Tetangga Terdekat (sedikit lebih keras, lebih lambat, tidak bias outlier) Daripada rata-rata Anda bisa pergi dengan lokasi lat lng sebenarnya dengan jarak rata-rata terkecil ke semua tetangganya. Ini seperti mengambil "median". Sisi buruknya adalah ini mahal secara komputasi karena Anda membandingkan setiap titik dengan setiap titik lainnya dan menghitung jarak di antara mereka. Sebagai contoh, pengelompokan 10.000 poin akan membutuhkan 100 juta perhitungan jarak .. tidak terlalu lambat tapi pasti tidak berskala baik.

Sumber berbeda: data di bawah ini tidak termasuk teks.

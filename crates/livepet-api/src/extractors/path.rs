//! Typed path parameter helpers.

use std::str::FromStr;

use livepet_core::error::AppError;

/// Parses a typed ID from a path segment.
pub fn parse_id<T: FromStr>(s: &str) -> Result<T, AppError> {
    s.parse()
        .map_err(|_| AppError::validation(format!("Invalid id: {s}")))
}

Grid Cell (membutuhkan sedikit pengaturan ekstra, jauh lebih cepat, tidak bias outlier) Ini mirip dengan tetangga terdekat tetapi jauh lebih cepat. Anda dapat memilih tingkat presisi yang sewenang-wenang, misalnya 0,01 lg lat lng (sekitar 1 km kira-kira pada populasi lattitudes) dan kelompokkan poin Anda ke dalam ember 0,01 x 0,01 derajat. Anda kemudian dapat memilih ember dengan poin terbanyak di dalamnya dan mengambil rata-rata poin tersebut atau menjalankan analisis tetangga terdekat hanya pada titik-titik tersebut. Saya banyak menggunakan metode ini dengan kumpulan data yang sangat besar (ratusan miliar catatan) dan menemukan keseimbangan yang baik antara presisi dan kecepatan.

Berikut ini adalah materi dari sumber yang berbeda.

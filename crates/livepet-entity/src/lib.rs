//! # livepet-entity
//!
//! Domain entity models for the Livepet health share service. Every struct
//! in this crate is a database row or a domain value object. Row types
//! additionally derive `sqlx::FromRow`.

pub mod access_log;
pub mod health;
pub mod pet;
pub mod share;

Convex Hull Centroid (hasil keras, lebih lambat, rapi): Anda juga bisa menggambar sebuah band di sekitar titik Anda untuk menentukan bentuk yang mencakup semuanya ( lihat wikipedia ), dan kemudian menghitung titik tengah dari bentuk ini. Fungsi centroid yang tipikal tidak ditimbang pusat sehingga Anda perlu melakukan semacam analisis terbalik tetangga terdekat menggunakan titik sampel di dalam bentuk Anda sampai Anda menemukan yang terjauh dari tepinya. Metode ini benar-benar lebih menarik karena convex hull itu sendiri daripada algoritma pencarian pusat aktual yang tidak cepat dan tidak terlalu tepat .. tetapi bentuk lambung mungkin memiliki aplikasi lain yang berguna dengan data Anda.

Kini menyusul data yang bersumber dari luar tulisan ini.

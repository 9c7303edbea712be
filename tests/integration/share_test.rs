//! Owner share management over HTTP.

use axum::http::StatusCode;
use serde_json::json;

use livepet_core::types::UserId;

use crate::helpers::{self, TestApp};

#[tokio::test]
async fn test_health_endpoint() {
    let app = TestApp::new().await;
    let response = app.request("GET", "/api/health", None, None).await;

    assert_eq!(response.status, StatusCode::OK);
    assert_eq!(response.body["data"]["status"], "ok");
    assert_eq!(response.body["data"]["store_reachable"], true);
}

#[tokio::test]
async fn test_create_share_returns_link_and_code_once() {
    let app = TestApp::new().await;
    let data = app
        .create_share(json!({
            "recipient_email": "dr.lee@vetclinic.example",
            "recipient_name": "Dr. Lee",
            "expiration_hours": 48,
        }))
        .await;

    let token = data["share_token"].as_str().expect("share_token");
    assert_eq!(token.len(), 64);
    assert_eq!(
        data["share_url"],
        format!("https://livepet.test/shared/health/{token}")
    );
    let code = data["access_code"].as_str().expect("access_code");
    assert_eq!(code.len(), 6);
    assert!(code.chars().all(|c| c.is_ascii_digit()));
    assert_eq!(data["email_sent"], true);

    let sent = app.relay.sent.lock().await;
    assert_eq!(sent.len(), 1);
    assert_eq!(sent[0].recipient_email, "dr.lee@vetclinic.example");
    assert_eq!(sent[0].expiration_hours, 48);

    // The owner can inspect the share later but never sees the code again.
    let id = data["share_id"].as_str().expect("share_id");
    let response = app
        .request("GET", &format!("/api/shares/{id}"), None, Some(&app.owner_token))
        .await;
    assert_eq!(response.status, StatusCode::OK);
    assert_eq!(response.body["data"]["state"], "active");
    assert_eq!(response.body["data"]["requires_code"], true);
    assert!(response.body["data"].get("access_code").is_none());
}

#[tokio::test]
async fn test_create_share_requires_bearer_token() {
    let app = TestApp::new().await;
    let path = format!("/api/pets/{}/shares", app.pet.id);
    let body = json!({ "recipient_email": "friend@example.com" });

    let response = app.request("POST", &path, Some(body.clone()), None).await;
    assert_eq!(response.status, StatusCode::UNAUTHORIZED);

    let response = app
        .request("POST", &path, Some(body), Some("not.a.jwt"))
        .await;
    assert_eq!(response.status, StatusCode::UNAUTHORIZED);
    assert!(app.relay.sent.lock().await.is_empty());
}

#[tokio::test]
async fn test_create_share_rejects_invalid_options() {
    let app = TestApp::new().await;
    let path = format!("/api/pets/{}/shares", app.pet.id);

    for body in [
        json!({ "recipient_email": "friend@example.com", "expiration_hours": 5 }),
        json!({ "recipient_email": "friend@example.com", "max_views": 0 }),
        json!({ "recipient_email": "not-an-email" }),
        json!({ "expiration_hours": 24 }),
    ] {
        let response = app
            .request("POST", &path, Some(body.clone()), Some(&app.owner_token))
            .await;
        assert_eq!(response.status, StatusCode::BAD_REQUEST, "accepted {body}");
        assert_eq!(response.body["error"], "VALIDATION_ERROR");
    }

    let response = app
        .request("POST", "/api/pets/nope/shares", Some(json!({})), Some(&app.owner_token))
        .await;
    assert_eq!(response.status, StatusCode::BAD_REQUEST);
}

#[tokio::test]
async fn test_cannot_share_someone_elses_pet() {
    let app = TestApp::new().await;
    let stranger = app.token_for(UserId::new(), "stranger@example.com");
    let path = format!("/api/pets/{}/shares", app.pet.id);

    let response = app
        .request(
            "POST",
            &path,
            Some(json!({ "recipient_email": "friend@example.com" })),
            Some(&stranger),
        )
        .await;

    assert_eq!(response.status, StatusCode::NOT_FOUND);
    assert!(app.relay.sent.lock().await.is_empty());
}

#[tokio::test]
async fn test_list_shares_is_owner_scoped() {
    let app = TestApp::new().await;
    app.create_share(json!({ "recipient_email": "a@example.com" })).await;
    app.create_share(json!({ "recipient_email": "b@example.com" })).await;

    let response = app
        .request("GET", "/api/shares?page=1&per_page=10", None, Some(&app.owner_token))
        .await;
    assert_eq!(response.status, StatusCode::OK);
    let page = &response.body["data"];
    assert_eq!(page["total_items"], 2);
    assert_eq!(page["items"][0]["recipient_email"], "b@example.com");
    assert_eq!(page["items"][1]["recipient_email"], "a@example.com");

    let stranger = app.token_for(UserId::new(), "stranger@example.com");
    let response = app.request("GET", "/api/shares", None, Some(&stranger)).await;
    assert_eq!(response.status, StatusCode::OK);
    assert_eq!(response.body["data"]["total_items"], 0);
}

#[tokio::test]
async fn test_revoke_stops_the_link() {
    let app = TestApp::new().await;
    let data = app
        .create_share(json!({
            "recipient_email": "sitter@example.com",
            "require_access_code": false,
        }))
        .await;
    let id = data["share_id"].as_str().expect("share_id");
    let token = data["share_token"].as_str().expect("share_token");

    let stranger = app.token_for(UserId::new(), "stranger@example.com");
    let revoke_path = format!("/api/shares/{id}/revoke");
    let response = app.request("POST", &revoke_path, None, Some(&stranger)).await;
    assert_eq!(response.status, StatusCode::NOT_FOUND);

    let response = app
        .request("POST", &revoke_path, None, Some(&app.owner_token))
        .await;
    assert_eq!(response.status, StatusCode::OK);
    assert_eq!(response.body["data"]["state"], "revoked");

    // Revoking again is harmless.
    let response = app
        .request("POST", &revoke_path, None, Some(&app.owner_token))
        .await;
    assert_eq!(response.status, StatusCode::OK);
    assert_eq!(response.body["data"]["state"], "revoked");

    let response = app.public_request("GET", &helpers::shared_path(token), None).await;
    assert_eq!(response.status, StatusCode::NOT_FOUND);
    assert_eq!(response.body["error"], "invalid_or_expired");
}

#[tokio::test]
async fn test_access_logs_record_attempts() {
    let app = TestApp::new().await;
    let data = app
        .create_share(json!({ "recipient_email": "vet@example.com" }))
        .await;
    let id = data["share_id"].as_str().expect("share_id");
    let token = data["share_token"].as_str().expect("share_token");
    let code = data["access_code"].as_str().expect("access_code");

    let wrong = if code == "000000" { "111111" } else { "000000" };
    app.public_request("POST", &helpers::verify_path(token), Some(json!({ "code": wrong })))
        .await;
    app.public_request("POST", &helpers::verify_path(token), Some(json!({ "code": code })))
        .await;

    let logs_path = format!("/api/shares/{id}/access-logs");
    let response = app.request("GET", &logs_path, None, Some(&app.owner_token)).await;
    assert_eq!(response.status, StatusCode::OK);

    let entries = response.body["data"].as_array().expect("log entries");
    let successes = entries.iter().filter(|e| e["success"] == true).count();
    assert_eq!(entries.len(), 2, "unexpected log: {entries:?}");
    assert_eq!(successes, 1);
    assert!(entries.iter().all(|e| e["ip_address"] == helpers::RECIPIENT_IP));

    let stranger = app.token_for(UserId::new(), "stranger@example.com");
    let response = app.request("GET", &logs_path, None, Some(&stranger)).await;
    assert_eq!(response.status, StatusCode::NOT_FOUND);
}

Tidak yakin apa yang ingin Anda capai, tetapi titik yang garis lintangnya merupakan rata-rata lattitudes dari set titik asli dan garis bujur adalah rata-rata dari garis bujur dari set titik asli, akan menjadi titik rata-rata dari set titik asli. [UPDATE]: Di atas, rata-rata adalah rata-rata aritmatika.